JMeter is a cool open source tool for evaluating the load performance of web servers. You can setup scripts that have computer-controlled users login to a web site, do something, and then log out, and log the results while it’s doing it. This allows you to easily simulate a few hundred people hitting a site simultaneously, which is something I need to do at the day job.
This is great, but by by default JMeter uses 13-digit Unix time stamps, which overs microsecond accuracy but also plays havoc with most other programs (like say, Excel or PHP’s date function) that are expecting a 10-digit Unix time stamp. Fortunately, after some digging around I found this “Running JMeter” page which mentions editing the “jmeter.properties” file within jakarta-jmeter-2.2/bin. Paging through that I found exactly what I was looking for:
# Timestamp format
# legitimate values: none, ms, or a format suitable for SimpleDateFormat
#jmeter.save.saveservice.timestamp_format=ms
#jmeter.save.saveservice.timestamp_format=MM/dd/yy HH:mm:ss
By uncommenting out the line “jmeter.save.saveservice.timestamp_format=MM/dd/yy HH:mm:ss”, I was able to specify the month/day/year and hour format I wanted.

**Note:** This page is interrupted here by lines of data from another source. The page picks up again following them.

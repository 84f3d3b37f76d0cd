//! HTTP adapter mapping for domain errors.
//!
//! Keeps [`Error`] transport agnostic while letting Actix handlers turn
//! failures into the JSON envelope `{"error", "code", "traceId"?}` and a
//! status code per failure category.

use actix_web::{HttpResponse, ResponseError, http::StatusCode};
use tracing::error;

use crate::domain::{Error, ErrorCode, TRACE_ID_HEADER};

use super::cors;

/// Convenient result alias for HTTP handlers.
pub type ApiResult<T> = Result<T, Error>;

fn status_for(code: ErrorCode) -> StatusCode {
    match code {
        ErrorCode::InvalidRequest => StatusCode::BAD_REQUEST,
        ErrorCode::Unauthorized => StatusCode::UNAUTHORIZED,
        ErrorCode::BadGateway => StatusCode::BAD_GATEWAY,
        ErrorCode::GatewayTimeout => StatusCode::GATEWAY_TIMEOUT,
        ErrorCode::InternalError => StatusCode::INTERNAL_SERVER_ERROR,
    }
}

fn redact_if_internal(error: &Error) -> Error {
    if matches!(error.code(), ErrorCode::InternalError) {
        let mut redacted = Error::internal(ErrorCode::InternalError.default_message());
        if let Some(id) = error.trace_id() {
            redacted = redacted.with_trace_id(id.to_owned());
        }
        redacted
    } else {
        error.clone()
    }
}

impl ResponseError for Error {
    fn status_code(&self) -> StatusCode {
        status_for(self.code())
    }

    fn error_response(&self) -> HttpResponse {
        let mut builder = HttpResponse::build(self.status_code());
        cors::apply(&mut builder);
        if let Some(id) = self.trace_id() {
            builder.insert_header((TRACE_ID_HEADER, id.to_owned()));
        }

        builder.json(redact_if_internal(self))
    }
}

impl From<actix_web::Error> for Error {
    fn from(err: actix_web::Error) -> Self {
        error!(error = %err, "actix error promoted to domain error");
        Error::internal(ErrorCode::InternalError.default_message())
    }
}
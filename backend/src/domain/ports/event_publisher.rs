//! Port abstraction for publishing domain events to a topic.
use async_trait::async_trait;

use super::define_port_error;

define_port_error! {
    /// Errors raised by event publisher adapters.
    pub enum EventPublishError {
        /// The topic could not be reached.
        Unavailable { message: String } => "event topic is unavailable: {message}",
        /// The broker refused the message.
        Rejected { message: String } => "event was rejected: {message}",
    }
}

/// Fire-and-forget publication of serialised events.
#[cfg_attr(test, mockall::automock)]
#[async_trait]
pub trait EventPublisher: Send + Sync {
    /// Publish `payload` to `topic`.
    async fn publish(&self, topic: &str, payload: &str) -> Result<(), EventPublishError>;
}
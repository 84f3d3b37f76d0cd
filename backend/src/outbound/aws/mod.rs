//! AWS SDK adapters: S3 for images, DynamoDB for records, SNS for events.
//!
//! Compiled only with the `aws` feature. Credentials come from the standard
//! provider chain (environment, profile, instance or task role).

mod dynamodb_hotel_repository;
mod s3_asset_store;
mod sns_event_publisher;

pub use dynamodb_hotel_repository::DynamoDbHotelRepository;
pub use s3_asset_store::S3AssetStore;
pub use sns_event_publisher::SnsEventPublisher;

/// Load shared SDK configuration, optionally pinned to `region`.
pub async fn load_sdk_config(region: Option<&str>) -> aws_config::SdkConfig {
    let mut loader = aws_config::from_env();
    if let Some(region) = region {
        loader = loader.region(aws_config::Region::new(region.to_owned()));
    }
    loader.load().await
}
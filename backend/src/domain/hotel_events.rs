//! Event emitted after a hotel record has been persisted.

use chrono::{DateTime, Utc};
use serde::Serialize;

use super::{AssetKey, CityName, Hotel, HotelId, HotelName, OwnerId, Price, Rating};

/// Projection of a persisted hotel, stamped when it is published.
///
/// The event has no identity of its own and is never retried.
#[derive(Debug, Clone, PartialEq, Eq, Serialize)]
#[serde(rename_all = "camelCase")]
pub struct HotelCreatedEvent {
    id: HotelId,
    name: HotelName,
    city_name: CityName,
    rating: Rating,
    price: Price,
    user_id: OwnerId,
    file_name: AssetKey,
    created_at: DateTime<Utc>,
}

impl HotelCreatedEvent {
    /// Project `hotel` into an event stamped with `created_at`.
    #[must_use]
    pub fn new(hotel: &Hotel, created_at: DateTime<Utc>) -> Self {
        Self {
            id: hotel.id(),
            name: hotel.name().clone(),
            city_name: hotel.city().clone(),
            rating: hotel.rating(),
            price: hotel.price(),
            user_id: hotel.owner().clone(),
            file_name: hotel.file_name().clone(),
            created_at,
        }
    }

    /// Identifier of the hotel the event describes.
    #[must_use]
    pub fn hotel_id(&self) -> HotelId {
        self.id
    }

    /// Publication timestamp.
    #[must_use]
    pub fn created_at(&self) -> DateTime<Utc> {
        self.created_at
    }
}
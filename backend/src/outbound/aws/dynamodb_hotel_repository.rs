//! DynamoDB-backed hotel repository.
//!
//! Items use the record's wire names as attribute names: `id` (partition
//! key), `name`, `cityName`, `rating`, `price`, `userId`, `fileName`.
//! Owner lookups scan the table with a `userId` filter and follow
//! pagination until the last page.

use std::collections::HashMap;

use async_trait::async_trait;
use aws_sdk_dynamodb::Client;
use aws_sdk_dynamodb::error::{DisplayErrorContext, SdkError};
use aws_sdk_dynamodb::types::AttributeValue;
use tracing::debug;

use crate::domain::ports::{HotelRepository, HotelRepositoryError};
use crate::domain::{
    AssetKey, CityName, Hotel, HotelDraft, HotelId, HotelName, OwnerId, Price, Rating,
};

type Item = HashMap<String, AttributeValue>;

/// [`HotelRepository`] storing one item per hotel in a DynamoDB table.
#[derive(Debug, Clone)]
pub struct DynamoDbHotelRepository {
    client: Client,
    table: String,
}

impl DynamoDbHotelRepository {
    /// Create a repository for `table`.
    pub fn new(client: Client, table: impl Into<String>) -> Self {
        Self {
            client,
            table: table.into(),
        }
    }
}

fn map_sdk_error<E, R>(err: SdkError<E, R>) -> HotelRepositoryError
where
    E: std::error::Error + 'static,
    R: std::fmt::Debug,
{
    let message = DisplayErrorContext(&err).to_string();
    match err {
        SdkError::DispatchFailure(_) | SdkError::TimeoutError(_) => {
            HotelRepositoryError::connection(message)
        }
        _ => HotelRepositoryError::query(message),
    }
}

fn to_item(hotel: &Hotel) -> Item {
    HashMap::from([
        ("id".to_owned(), AttributeValue::S(hotel.id().to_string())),
        ("name".to_owned(), AttributeValue::S(hotel.name().to_string())),
        ("cityName".to_owned(), AttributeValue::S(hotel.city().to_string())),
        (
            "rating".to_owned(),
            AttributeValue::N(hotel.rating().value().to_string()),
        ),
        (
            "price".to_owned(),
            AttributeValue::N(hotel.price().value().to_string()),
        ),
        ("userId".to_owned(), AttributeValue::S(hotel.owner().to_string())),
        (
            "fileName".to_owned(),
            AttributeValue::S(hotel.file_name().to_string()),
        ),
    ])
}

fn corrupt(attribute: &str, detail: impl std::fmt::Display) -> HotelRepositoryError {
    HotelRepositoryError::corrupt(format!("{attribute}: {detail}"))
}

fn string_attr<'a>(item: &'a Item, name: &str) -> Result<&'a str, HotelRepositoryError> {
    item.get(name)
        .and_then(|value| value.as_s().ok())
        .map(String::as_str)
        .ok_or_else(|| corrupt(name, "missing string attribute"))
}

fn number_attr(item: &Item, name: &str) -> Result<i64, HotelRepositoryError> {
    item.get(name)
        .and_then(|value| value.as_n().ok())
        .ok_or_else(|| corrupt(name, "missing number attribute"))?
        .parse()
        .map_err(|err| corrupt(name, err))
}

fn from_item(item: &Item) -> Result<Hotel, HotelRepositoryError> {
    let id = HotelId::new(string_attr(item, "id")?).map_err(|err| corrupt("id", err))?;
    let draft = HotelDraft {
        name: HotelName::new(string_attr(item, "name")?).map_err(|err| corrupt("name", err))?,
        city: CityName::new(string_attr(item, "cityName")?)
            .map_err(|err| corrupt("cityName", err))?,
        rating: Rating::new(number_attr(item, "rating")?).map_err(|err| corrupt("rating", err))?,
        price: Price::new(number_attr(item, "price")?).map_err(|err| corrupt("price", err))?,
        owner: OwnerId::new(string_attr(item, "userId")?).map_err(|err| corrupt("userId", err))?,
        file_name: AssetKey::new(string_attr(item, "fileName")?)
            .map_err(|err| corrupt("fileName", err))?,
    };
    Ok(Hotel::from_draft(id, draft))
}

#[async_trait]
impl HotelRepository for DynamoDbHotelRepository {
    async fn save(&self, hotel: &Hotel) -> Result<(), HotelRepositoryError> {
        debug!(table = %self.table, hotel_id = %hotel.id(), "PutItem");
        self.client
            .put_item()
            .table_name(&self.table)
            .set_item(Some(to_item(hotel)))
            .send()
            .await
            .map_err(map_sdk_error)?;
        Ok(())
    }

    async fn scan_by_owner(&self, owner: &OwnerId) -> Result<Vec<Hotel>, HotelRepositoryError> {
        let mut hotels = Vec::new();
        let mut start_key: Option<Item> = None;
        loop {
            let page = self
                .client
                .scan()
                .table_name(&self.table)
                .filter_expression("userId = :owner")
                .expression_attribute_values(":owner", AttributeValue::S(owner.to_string()))
                .set_exclusive_start_key(start_key.take())
                .send()
                .await
                .map_err(map_sdk_error)?;
            for item in page.items() {
                hotels.push(from_item(item)?);
            }
            match page.last_evaluated_key() {
                Some(key) if !key.is_empty() => start_key = Some(key.clone()),
                _ => break,
            }
        }
        debug!(table = %self.table, owner = %owner, count = hotels.len(), "scanned hotels");
        Ok(hotels)
    }
}
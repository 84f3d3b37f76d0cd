//! OpenAPI schema definitions for domain and form types.
//!
//! Domain types stay framework agnostic by not deriving `ToSchema`. The
//! wrappers here mirror their wire shape for documentation only.

use utoipa::ToSchema;

/// Stable machine-readable error codes returned in error responses.
#[derive(ToSchema)]
pub enum ErrorCodeSchema {
    /// The form is malformed or a field fails validation.
    #[schema(rename = "invalid_request")]
    InvalidRequest,
    /// The token is missing, invalid, or lacks the `Admin` group.
    #[schema(rename = "unauthorized")]
    Unauthorized,
    /// The object store or record store rejected the call.
    #[schema(rename = "bad_gateway")]
    BadGateway,
    /// The object store or record store did not answer in time.
    #[schema(rename = "gateway_timeout")]
    GatewayTimeout,
    /// An unexpected error occurred on the server.
    #[schema(rename = "internal_error")]
    InternalError,
}

/// Error response payload.
#[derive(ToSchema)]
#[expect(
    dead_code,
    reason = "Used only for OpenAPI schema generation via utoipa"
)]
pub struct ErrorSchema {
    /// Human-readable message.
    #[schema(rename = "error", example = "hotelRating must be an integer, got 'four'")]
    message: String,
    /// Stable machine-readable error code.
    code: ErrorCodeSchema,
    /// Correlation identifier matching the `trace-id` response header.
    #[schema(rename = "traceId", example = "3fa85f64-5717-4562-b3fc-2c963f66afa6")]
    trace_id: Option<String>,
    /// Supplementary details such as the offending field.
    details: Option<serde_json::Value>,
}

/// Multipart form accepted by `POST /api/v1/hotels`.
#[derive(ToSchema)]
#[expect(
    dead_code,
    reason = "Used only for OpenAPI schema generation via utoipa"
)]
pub struct HotelFormSchema {
    /// Display name.
    #[schema(rename = "hotelName", example = "Grand Hotel")]
    hotel_name: String,
    /// Integer star rating between 1 and 5.
    #[schema(rename = "hotelRating", example = "4")]
    hotel_rating: String,
    /// City.
    #[schema(rename = "hotelCity", example = "Paris")]
    hotel_city: String,
    /// Non-negative integer nightly price.
    #[schema(rename = "hotelPrice", example = "180")]
    hotel_price: String,
    /// Submitting user; must equal the token subject.
    #[schema(rename = "userId")]
    user_id: Option<String>,
    /// Bearer token carrying `sub` and `cognito:groups`.
    #[schema(rename = "idToken")]
    id_token: String,
    /// Hotel image; its file name becomes the object key.
    #[schema(value_type = String, format = Binary)]
    file: Vec<u8>,
}

/// Empty success body.
#[derive(ToSchema)]
pub struct EmptyResponseSchema {}
//! Port abstraction for bearer token authenticity checks.
//!
//! Claims are only trusted after a [`TokenVerifier`] accepts the token. When
//! the API gateway in front of the service has already verified the
//! signature, [`GatewayVerified`] makes that trust boundary explicit instead
//! of skipping the check silently.
use async_trait::async_trait;

use super::define_port_error;

define_port_error! {
    /// Reasons a token fails verification.
    pub enum TokenVerificationError {
        /// The token header names an algorithm the verifier does not accept.
        UnsupportedAlgorithm { algorithm: String } => "unsupported token algorithm: {algorithm}",
        /// The signature did not match the signed segments.
        BadSignature => "token signature does not match",
        /// The token is structurally unusable for verification.
        Malformed { message: String } => "token cannot be verified: {message}",
        /// The token is past its `exp` claim.
        Expired => "token has expired",
    }
}

/// Checks that a raw bearer token is authentic before its claims are used.
#[cfg_attr(test, mockall::automock)]
#[async_trait]
pub trait TokenVerifier: Send + Sync {
    /// Accept or reject `token`.
    async fn verify(&self, token: &str) -> Result<(), TokenVerificationError>;
}

/// Verifier for deployments where the gateway has verified the token already.
#[derive(Debug, Default, Clone, Copy)]
pub struct GatewayVerified;

#[async_trait]
impl TokenVerifier for GatewayVerified {
    async fn verify(&self, _token: &str) -> Result<(), TokenVerificationError> {
        Ok(())
    }
}
//! Record store held in a map keyed by hotel id.

use std::collections::HashMap;
use std::sync::Mutex;

use async_trait::async_trait;

use super::lock;
use crate::domain::ports::{HotelRepository, HotelRepositoryError};
use crate::domain::{Hotel, HotelId, OwnerId};

/// [`HotelRepository`] keeping records in memory.
#[derive(Debug, Default)]
pub struct InMemoryHotelRepository {
    hotels: Mutex<HashMap<HotelId, Hotel>>,
    next_failure: Mutex<Option<HotelRepositoryError>>,
}

impl InMemoryHotelRepository {
    /// Create an empty repository.
    pub fn new() -> Self {
        Self::default()
    }

    /// Make the next `save` fail with `error`.
    pub fn fail_next(&self, error: HotelRepositoryError) {
        *lock(&self.next_failure) = Some(error);
    }

    /// Number of stored records.
    pub fn len(&self) -> usize {
        lock(&self.hotels).len()
    }

    /// Whether no records are stored.
    pub fn is_empty(&self) -> bool {
        self.len() == 0
    }
}

#[async_trait]
impl HotelRepository for InMemoryHotelRepository {
    async fn save(&self, hotel: &Hotel) -> Result<(), HotelRepositoryError> {
        if let Some(error) = lock(&self.next_failure).take() {
            return Err(error);
        }
        lock(&self.hotels).insert(hotel.id(), hotel.clone());
        Ok(())
    }

    async fn scan_by_owner(&self, owner: &OwnerId) -> Result<Vec<Hotel>, HotelRepositoryError> {
        Ok(lock(&self.hotels)
            .values()
            .filter(|hotel| hotel.owner() == owner)
            .cloned()
            .collect())
    }
}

In theory, you could also do something like this from the command line (as described on the jmeter mailing list:
jmeter -n -t moodle.jmx -l moodlelog.jtl jmeter.save.saveservice.timestamp_format=”yyyy-MM-dd HH:mm:ss”
But my Mac didn’t want to evoke it from the command line. I’m sure I was doing something wrong, but being able to edit “jmeter.properties” solves my immediate problem, so I’m not to concerned about getting it to work.